I’ve finally gotten back to writing after several weeks of depression. A chapter of the novella I’m working on has been hanging all that time, and last night, I finally finished it. Today I find that the backups weren’t doing anything. As far as my documents folder, Dropbox, my thumb drive, and Time Machine are concerned, I haven’t done zilch on that chapter since Sunday. It was a wrestling job to get it all written just the way I wanted it, and now it’s to be done over again. I don’t think that’s going to happen today. I need time to get over being punched in the gut by the program I’ve relied on for so long. This is the second time it’s happened. The first was months ago, and I’d forgotten it even happened, putting it down to a temporary computer glitch. I can’t keep doing this.

6 thoughts on “Software Can Kill You

  1. Ouch! I know this feeling, or the feeling you get when you “accidently” (on purpose, but you didn’t mean to) press “no” when asked if you want to save changes to document (yes, I did that. *hangs head in shame*). This is part of the reason I always write on paper first, in case my technological savvy fails me (again). Hopefully it’s just a temporary glitch and starts working again.

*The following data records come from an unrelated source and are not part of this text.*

//! Wire types for the inference server's HTTP API

use serde::{Deserialize, Serialize};

/// Body of `GET /api/tags`
#[derive(Debug, Clone, Default, Serialize, Deserialize)]
pub struct TagsResponse
{   #[serde(default)]
    pub models: Option<Vec<ModelDescriptor>>
}

impl TagsResponse
{   /// Models in server order; a missing field counts as empty
    pub fn into_models(self) -> Vec<ModelDescriptor>
    {   self.models.unwrap_or_default()
    }
}

/// One model reported by the server
#[derive(Debug, Clone, PartialEq, Serialize, Deserialize)]
pub struct ModelDescriptor
{   pub name: String
  , /// Everything else the server sends (size, digest, details, ...)
    #[serde(flatten)]
    pub metadata: serde_json::Map<String, serde_json::Value>
}

impl ModelDescriptor
{   pub fn named(name: &str) -> Self
    {   ModelDescriptor
        {   name: name.to_string()
          , metadata: serde_json::Map::new()
        }
    }
}

/// Body of `POST /api/generate`
#[derive(Debug, Clone, PartialEq, Serialize, Deserialize)]
pub struct GenerateRequest
{   pub model: String
  , pub prompt: String
  , pub stream: bool
}

impl GenerateRequest
{   /// Non-streaming request; `stream` is always false
    pub fn new(model: String, prompt: String) -> Self
    {   GenerateRequest
        {   model
          , prompt
          , stream: false
        }
    }
}

/// Response of `POST /api/generate` with streaming disabled
#[derive(Debug, Clone, Serialize, Deserialize)]
pub struct GenerateResponse
{   pub response: String
}
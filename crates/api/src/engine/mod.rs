//! The generation flow shared by every command endpoint.
//!
//! Order matters: validation, then the quota check, then the dispatcher.
//! Nothing external is called for a request that fails either check. The
//! audit write and usage increment run only after the result is final and
//! can never change it.

pub mod audit;
pub mod dispatcher;
pub mod quota;

use std::sync::Arc;

use quickai_core::creation::CreationRecord;
use quickai_core::generation::{GenerationOutput, GenerationRequest};
use quickai_core::plan::{check_quota, Caller};

use crate::error::{AppError, AppResult};
use crate::state::AppState;

use quota::QuotaRecorder;

/// Run one command for `caller` and return its payload.
pub async fn generate(
    state: &AppState,
    caller: &Caller,
    request: GenerationRequest,
) -> AppResult<GenerationOutput> {
    let kind = request.kind();

    request.validate()?;
    check_quota(caller.plan, caller.free_usage)?;

    let output = state
        .dispatcher
        .dispatch(&request)
        .await
        .map_err(|source| AppError::Generation { kind, source })?;

    tracing::info!(
        caller_id = %caller.id,
        plan = %caller.plan,
        kind = %kind,
        "Generation succeeded"
    );

    let record = CreationRecord::from_generation(&caller.id, &request, &output);
    run_side_effects(state, caller.clone(), record).await;

    Ok(output)
}

/// Append the audit record, then bump the caller's usage counter.
///
/// Failures are logged and dropped. With `detach_side_effects` the work is
/// spawned and the response does not wait for it.
async fn run_side_effects(state: &AppState, caller: Caller, record: CreationRecord) {
    let audit = Arc::clone(&state.audit);
    let quota = QuotaRecorder::new(Arc::clone(&state.identity));

    let work = async move {
        if let Err(e) = audit.append(&record).await {
            tracing::error!(
                caller_id = %record.caller_id,
                kind = %record.kind,
                error = %e,
                "Failed to record creation"
            );
        }

        match quota.record_usage(&caller).await {
            Ok(Some(used)) => {
                tracing::debug!(caller_id = %caller.id, free_usage = used, "Recorded free usage");
            }
            Ok(None) => {}
            Err(e) => tracing::warn!(
                caller_id = %caller.id,
                error = %e,
                "Failed to record free usage"
            ),
        }
    };

    if state.config.detach_side_effects {
        tokio::spawn(work);
    } else {
        work.await;
    }
}
use axum::extract::rejection::JsonRejection;
use axum::http::StatusCode;
use axum::response::{IntoResponse, Response};
use quickai_core::error::CoreError;
use quickai_core::generation::CommandKind;
use quickai_identity::IdentityError;
use serde_json::json;

use crate::engine::dispatcher::DispatchError;

/// Message returned with every 429.
pub const QUOTA_EXCEEDED_MESSAGE: &str = "Limit reached. Upgrade to continue.";

/// Application-level error type for HTTP handlers.
///
/// Wraps [`CoreError`] and [`IdentityError`] and adds HTTP-specific variants.
/// Implements [`IntoResponse`] to produce consistent JSON error responses of
/// the form `{"success": false, "message": ..., "code": ...}`.
#[derive(Debug, thiserror::Error)]
pub enum AppError {
    /// A domain-level error from `quickai_core`.
    #[error(transparent)]
    Core(#[from] CoreError),

    /// The caller could not be resolved.
    #[error(transparent)]
    Identity(#[from] IdentityError),

    /// Producing the generation result failed.
    #[error("{kind} generation failed: {source}")]
    Generation {
        kind: CommandKind,
        #[source]
        source: DispatchError,
    },

    /// The request body could not be read as the expected JSON.
    #[error(transparent)]
    InvalidBody(#[from] JsonRejection),
}

/// Convenience type alias for handler return values.
pub type AppResult<T> = Result<T, AppError>;

impl IntoResponse for AppError {
    fn into_response(self) -> Response {
        let (status, code, message) = match &self {
            // --- CoreError variants ---
            AppError::Core(core) => match core {
                CoreError::Validation(msg) => {
                    (StatusCode::BAD_REQUEST, "VALIDATION_ERROR", msg.clone())
                }
                CoreError::Unauthorized(msg) => {
                    (StatusCode::UNAUTHORIZED, "UNAUTHORIZED", msg.clone())
                }
                CoreError::QuotaExceeded { .. } => (
                    StatusCode::TOO_MANY_REQUESTS,
                    "QUOTA_EXCEEDED",
                    QUOTA_EXCEEDED_MESSAGE.to_string(),
                ),
            },

            // --- Identity errors: both kinds answer with the same opaque 401 ---
            AppError::Identity(err) => {
                match err {
                    IdentityError::InvalidCredential(reason) => {
                        tracing::debug!(reason = %reason, "Rejected credential");
                    }
                    IdentityError::Unavailable(reason) => {
                        tracing::error!(error = %reason, "Identity store unavailable");
                    }
                }
                (
                    StatusCode::UNAUTHORIZED,
                    "UNAUTHORIZED",
                    "Unauthorized".to_string(),
                )
            }

            AppError::Generation { kind, source } => {
                tracing::error!(kind = %kind, error = %source, "Generation failed");
                (
                    StatusCode::INTERNAL_SERVER_ERROR,
                    "GENERATION_FAILED",
                    kind.failure_message().to_string(),
                )
            }

            // --- HTTP-specific errors ---
            AppError::InvalidBody(rejection) => classify_json_rejection(rejection),
        };

        let body = json!({
            "success": false,
            "message": message,
            "code": code,
        });

        (status, axum::Json(body)).into_response()
    }
}

/// Classify a JSON body rejection into an HTTP status, error code, and message.
///
/// - Syntax and type errors map to 400, like any other bad input.
/// - Everything else keeps axum's status (413 body too large, 415 missing
///   `Content-Type`, ...).
fn classify_json_rejection(rejection: &JsonRejection) -> (StatusCode, &'static str, String) {
    let status = match rejection {
        JsonRejection::JsonSyntaxError(_) | JsonRejection::JsonDataError(_) => {
            StatusCode::BAD_REQUEST
        }
        other => other.status(),
    };
    let code = match status {
        StatusCode::PAYLOAD_TOO_LARGE => "PAYLOAD_TOO_LARGE",
        StatusCode::UNSUPPORTED_MEDIA_TYPE => "UNSUPPORTED_MEDIA_TYPE",
        _ => "BAD_REQUEST",
    };
    (status, code, rejection.body_text())
}
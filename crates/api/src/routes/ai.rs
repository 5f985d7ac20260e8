use axum::routing::{get, post};
use axum::Router;

use crate::handlers::ai;
use crate::state::AppState;

/// Mount the `/api/ai` command routes.
///
/// ```text
/// GET  /api/ai, /api/ai/                      index
/// POST /api/ai/generate-article               generate_article
/// POST /api/ai/generate-blog-titles           generate_blog_titles
/// POST /api/ai/generate-images                generate_images
/// POST /api/ai/review-resume                  review_resume
/// POST /api/ai/remove-background              remove_background
/// POST /api/ai/remove-object                  remove_object
/// ```
pub fn router() -> Router<AppState> {
    Router::new()
        .route("/api/ai", get(ai::index))
        .route("/api/ai/", get(ai::index))
        .route("/api/ai/generate-article", post(ai::generate_article))
        .route("/api/ai/generate-blog-titles", post(ai::generate_blog_titles))
        .route("/api/ai/generate-images", post(ai::generate_images))
        .route("/api/ai/review-resume", post(ai::review_resume))
        .route("/api/ai/remove-background", post(ai::remove_background))
        .route("/api/ai/remove-object", post(ai::remove_object))
}
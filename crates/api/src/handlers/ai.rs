//! Handlers for the `/api/ai` command endpoints.
//!
//! Every command handler follows the same shape: resolve the caller, parse
//! the JSON body into a [`GenerationRequest`], then hand off to
//! [`engine::generate`]. Missing or null fields become blank or default values so
//! the engine's validation owns the error messages.

use axum::extract::rejection::JsonRejection;
use axum::extract::State;
use axum::Json;
use quickai_core::generation::{
    CommandKind, GenerationOutput, GenerationRequest, SelectionPoint, DEFAULT_ARTICLE_LENGTH,
    DEFAULT_IMAGE_COUNT, DEFAULT_IMAGE_STYLE, DEFAULT_TITLE_COUNT,
};
use serde::{Deserialize, Serialize};

use crate::engine;
use crate::error::{AppError, AppResult};
use crate::middleware::auth::AuthCaller;
use crate::response::SuccessResponse;
use crate::state::AppState;

type GenerationResponse = AppResult<Json<SuccessResponse<GenerationOutput>>>;

// ---------------------------------------------------------------------------
// Request bodies
// ---------------------------------------------------------------------------

#[derive(Debug, Deserialize)]
pub struct ArticleBody {
    pub prompt: Option<String>,
    pub length: Option<u32>,
}

impl From<ArticleBody> for GenerationRequest {
    fn from(body: ArticleBody) -> Self {
        GenerationRequest::Article {
            prompt: body.prompt.unwrap_or_default(),
            length: body.length.unwrap_or(DEFAULT_ARTICLE_LENGTH),
        }
    }
}

#[derive(Debug, Deserialize)]
pub struct BlogTitlesBody {
    pub prompt: Option<String>,
    pub count: Option<u32>,
}

impl From<BlogTitlesBody> for GenerationRequest {
    fn from(body: BlogTitlesBody) -> Self {
        GenerationRequest::BlogTitles {
            prompt: body.prompt.unwrap_or_default(),
            count: body.count.unwrap_or(DEFAULT_TITLE_COUNT),
        }
    }
}

#[derive(Debug, Deserialize)]
pub struct ImagesBody {
    pub prompt: Option<String>,
    pub style: Option<String>,
    pub count: Option<u32>,
}

impl From<ImagesBody> for GenerationRequest {
    fn from(body: ImagesBody) -> Self {
        let style = body
            .style
            .map(|s| s.trim().to_string())
            .filter(|s| !s.is_empty())
            .unwrap_or_else(|| DEFAULT_IMAGE_STYLE.to_string());
        GenerationRequest::Images {
            prompt: body.prompt.unwrap_or_default(),
            style,
            count: body.count.unwrap_or(DEFAULT_IMAGE_COUNT),
        }
    }
}

#[derive(Debug, Deserialize)]
#[serde(rename_all = "camelCase")]
pub struct ResumeBody {
    pub resume_text: Option<String>,
}

impl From<ResumeBody> for GenerationRequest {
    fn from(body: ResumeBody) -> Self {
        GenerationRequest::ResumeReview {
            resume_text: body.resume_text.unwrap_or_default(),
        }
    }
}

#[derive(Debug, Deserialize)]
#[serde(rename_all = "camelCase")]
pub struct RemoveBackgroundBody {
    pub image_url: Option<String>,
}

impl From<RemoveBackgroundBody> for GenerationRequest {
    fn from(body: RemoveBackgroundBody) -> Self {
        GenerationRequest::BackgroundRemoval {
            image_url: body.image_url.unwrap_or_default(),
        }
    }
}

#[derive(Debug, Deserialize)]
#[serde(rename_all = "camelCase")]
pub struct RemoveObjectBody {
    pub image_url: Option<String>,
    #[serde(default)]
    pub selected_areas: Vec<SelectionPoint>,
}

impl From<RemoveObjectBody> for GenerationRequest {
    fn from(body: RemoveObjectBody) -> Self {
        GenerationRequest::ObjectRemoval {
            image_url: body.image_url.unwrap_or_default(),
            selected_areas: body.selected_areas,
        }
    }
}

/// Unwrap a JSON body, turning axum's rejection into our failure shape.
fn json_body<T>(payload: Result<Json<T>, JsonRejection>) -> AppResult<T> {
    payload.map(|Json(body)| body).map_err(AppError::from)
}

async fn run(state: &AppState, caller: AuthCaller, request: GenerationRequest) -> GenerationResponse {
    let AuthCaller(caller) = caller;
    let output = engine::generate(state, &caller, request).await?;
    Ok(Json(SuccessResponse::new(output)))
}

// ---------------------------------------------------------------------------
// Handlers
// ---------------------------------------------------------------------------

/// POST /api/ai/generate-article
pub async fn generate_article(
    State(state): State<AppState>,
    caller: AuthCaller,
    payload: Result<Json<ArticleBody>, JsonRejection>,
) -> GenerationResponse {
    let body = json_body(payload)?;
    run(&state, caller, body.into()).await
}

/// POST /api/ai/generate-blog-titles
pub async fn generate_blog_titles(
    State(state): State<AppState>,
    caller: AuthCaller,
    payload: Result<Json<BlogTitlesBody>, JsonRejection>,
) -> GenerationResponse {
    let body = json_body(payload)?;
    run(&state, caller, body.into()).await
}

/// POST /api/ai/generate-images
pub async fn generate_images(
    State(state): State<AppState>,
    caller: AuthCaller,
    payload: Result<Json<ImagesBody>, JsonRejection>,
) -> GenerationResponse {
    let body = json_body(payload)?;
    run(&state, caller, body.into()).await
}

/// POST /api/ai/review-resume
pub async fn review_resume(
    State(state): State<AppState>,
    caller: AuthCaller,
    payload: Result<Json<ResumeBody>, JsonRejection>,
) -> GenerationResponse {
    let body = json_body(payload)?;
    run(&state, caller, body.into()).await
}

/// POST /api/ai/remove-background
pub async fn remove_background(
    State(state): State<AppState>,
    caller: AuthCaller,
    payload: Result<Json<RemoveBackgroundBody>, JsonRejection>,
) -> GenerationResponse {
    let body = json_body(payload)?;
    run(&state, caller, body.into()).await
}

/// POST /api/ai/remove-object
pub async fn remove_object(
    State(state): State<AppState>,
    caller: AuthCaller,
    payload: Result<Json<RemoveObjectBody>, JsonRejection>,
) -> GenerationResponse {
    let body = json_body(payload)?;
    run(&state, caller, body.into()).await
}

// ---------------------------------------------------------------------------
// Index
// ---------------------------------------------------------------------------

#[derive(Debug, Serialize)]
pub struct IndexResponse {
    pub message: &'static str,
    /// `"POST /api/ai/..."` for every command.
    pub endpoints: Vec<String>,
}

/// Path segment under `/api/ai` for each command.
pub fn endpoint_path(kind: CommandKind) -> &'static str {
    match kind {
        CommandKind::Article => "/api/ai/generate-article",
        CommandKind::BlogTitles => "/api/ai/generate-blog-titles",
        CommandKind::Images => "/api/ai/generate-images",
        CommandKind::ResumeReview => "/api/ai/review-resume",
        CommandKind::BackgroundRemoval => "/api/ai/remove-background",
        CommandKind::ObjectRemoval => "/api/ai/remove-object",
    }
}

/// GET /api/ai/ -- lists the command endpoints.
pub async fn index() -> Json<SuccessResponse<IndexResponse>> {
    let endpoints = CommandKind::ALL
        .iter()
        .map(|kind| format!("POST {}", endpoint_path(*kind)))
        .collect();

    Json(SuccessResponse::new(IndexResponse {
        message: "AI API is live",
        endpoints,
    }))
}

#[cfg(test)]
mod tests {
    use super::*;

    #[test]
    fn missing_optional_fields_take_defaults() {
        let body: ImagesBody = serde_json::from_str(r#"{"prompt":"a fox","style":"  "}"#).unwrap();

        assert_eq!(
            GenerationRequest::from(body),
            GenerationRequest::Images {
                prompt: "a fox".into(),
                style: DEFAULT_IMAGE_STYLE.into(),
                count: DEFAULT_IMAGE_COUNT,
            }
        );
    }

    #[test]
    fn camel_case_fields_are_read() {
        let body: RemoveObjectBody = serde_json::from_str(
            r#"{"imageUrl":"https://example.com/a.png","selectedAreas":[{"x":1.5,"y":2}]}"#,
        )
        .unwrap();

        assert_eq!(body.image_url.as_deref(), Some("https://example.com/a.png"));
        assert_eq!(body.selected_areas, vec![SelectionPoint { x: 1.5, y: 2.0 }]);
    }

    #[test]
    fn missing_prompt_becomes_blank() {
        let body: ArticleBody = serde_json::from_str("{}").unwrap();
        assert_eq!(
            GenerationRequest::from(body),
            GenerationRequest::Article {
                prompt: String::new(),
                length: DEFAULT_ARTICLE_LENGTH,
            }
        );
    }
}
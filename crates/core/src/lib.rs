//! Domain logic for the QuickAI generation service.
//!
//! Everything in this crate is pure: no I/O, no async. The HTTP layer,
//! identity store and completion provider live in their own crates and
//! call into these rules.

pub mod creation;
pub mod error;
pub mod generation;
pub mod plan;
pub mod types;
//! Routes a [`GenerationRequest`] to the completion provider or to the
//! built-in placeholder outputs.

use std::sync::Arc;

use quickai_completion::{ChatMessage, CompletionError, CompletionProvider, CompletionRequest};
use quickai_core::generation::{CommandKind, GenerationOutput, GenerationRequest, PromptPlan};

/// Why a dispatch produced no output.
#[derive(Debug, thiserror::Error)]
pub enum DispatchError {
    #[error(transparent)]
    Completion(#[from] CompletionError),

    /// The request kind has no output of the expected shape.
    #[error("no output available for {0}")]
    Unsupported(CommandKind),
}

/// Executes exactly one command.
///
/// Text kinds (article, blog titles, resume review) go to the completion
/// provider when one is configured and to a deterministic template when not.
/// Image kinds always return placeholders.
pub struct Dispatcher {
    provider: Option<Arc<dyn CompletionProvider>>,
}

impl Dispatcher {
    pub fn new(provider: Option<Arc<dyn CompletionProvider>>) -> Self {
        Self { provider }
    }

    /// Produce the output for an already validated and admitted request.
    pub async fn dispatch(
        &self,
        request: &GenerationRequest,
    ) -> Result<GenerationOutput, DispatchError> {
        let kind = request.kind();

        let Some(plan) = request.prompt_plan() else {
            let now = chrono::Utc::now().timestamp_millis();
            return request
                .placeholder_output(now)
                .ok_or(DispatchError::Unsupported(kind));
        };

        let Some(provider) = &self.provider else {
            tracing::debug!(kind = %kind, "No completion provider configured, using fallback");
            return request
                .fallback_output()
                .ok_or(DispatchError::Unsupported(kind));
        };

        let text = provider.complete(completion_request(plan)).await?;
        request
            .shape_completion(text)
            .ok_or(DispatchError::Unsupported(kind))
    }
}

fn completion_request(plan: PromptPlan) -> CompletionRequest {
    let mut messages = Vec::with_capacity(2);
    if let Some(system) = plan.system {
        messages.push(ChatMessage::system(system));
    }
    messages.push(ChatMessage::user(plan.user));

    CompletionRequest {
        messages,
        temperature: plan.temperature,
        max_tokens: plan.max_tokens,
    }
}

  2. It’s bad enough when you do manual backups and forget to do them. But when you’re depending on the software to do it automatically, and it fails, that’s even more devastating. The program backs up automatically when it closes, and I do manual backups every few hundred words. Not a single change was saved at any time during the day.

    So now there’s a long discussion on the software forum. Everybody is making suggestions about what *I* might have done wrong, and none of it is relevant.

  3. I’m so sorry to hear that! It’s a horrible thing when you’ve just come back to writing and something like this happens!
    I hope you can recover it, after all, but if not that you are not too disencouraged. It really is such a nasty blow to creativity.

  4. I did finally manage to settle down and replace the missing material, but I have a terrible memory, so it’s a bit shorter, and not as good. No one was able to figure out what went wrong (still on my shoulders as the wrongdoer), but at least there was one suggestion for setting up a script that will either confirm each backup or show that it isn’t happening. And I will also look at the file info each evening to confirm that the modification date and time are current before closing. If not, I can copy and paste to my text program so that nothing’s lost.

  5. Egad, nightmare. I once lost Chapter 2 of 6 doing something stupid, and I could never recapture the original flavor. Now I have too many copies of everything, some of which don’t get updated.

    I found this advice after the fact. Probably, this won’t help but:

    You may already use the keyboard shortcut Ctrl+ Z (for Windows) or Cmd + Z (for Macs) to undo any mistakes you make in text-editing programs like Microsoft Word. But did you know that those same commands can undo dozens of other computer mistakes–such as deleting the wrong file or giving a folder the wrong name–and even reverse errors made in many other computer programs, games and websites? Try it the next time you need a quick mistake eraser.

    I cut this out of a magazine, but I think it only works if you realize your mistake immediately.

  6. Thanks, cm. I’m familiar with the keyboard commands for undoing, but in this case, there was nothing to undo. The backups simply didn’t work. The program gave every indication that it was saving throughout the day, but when I opened the file the next day, none of the changes and additions had been saved.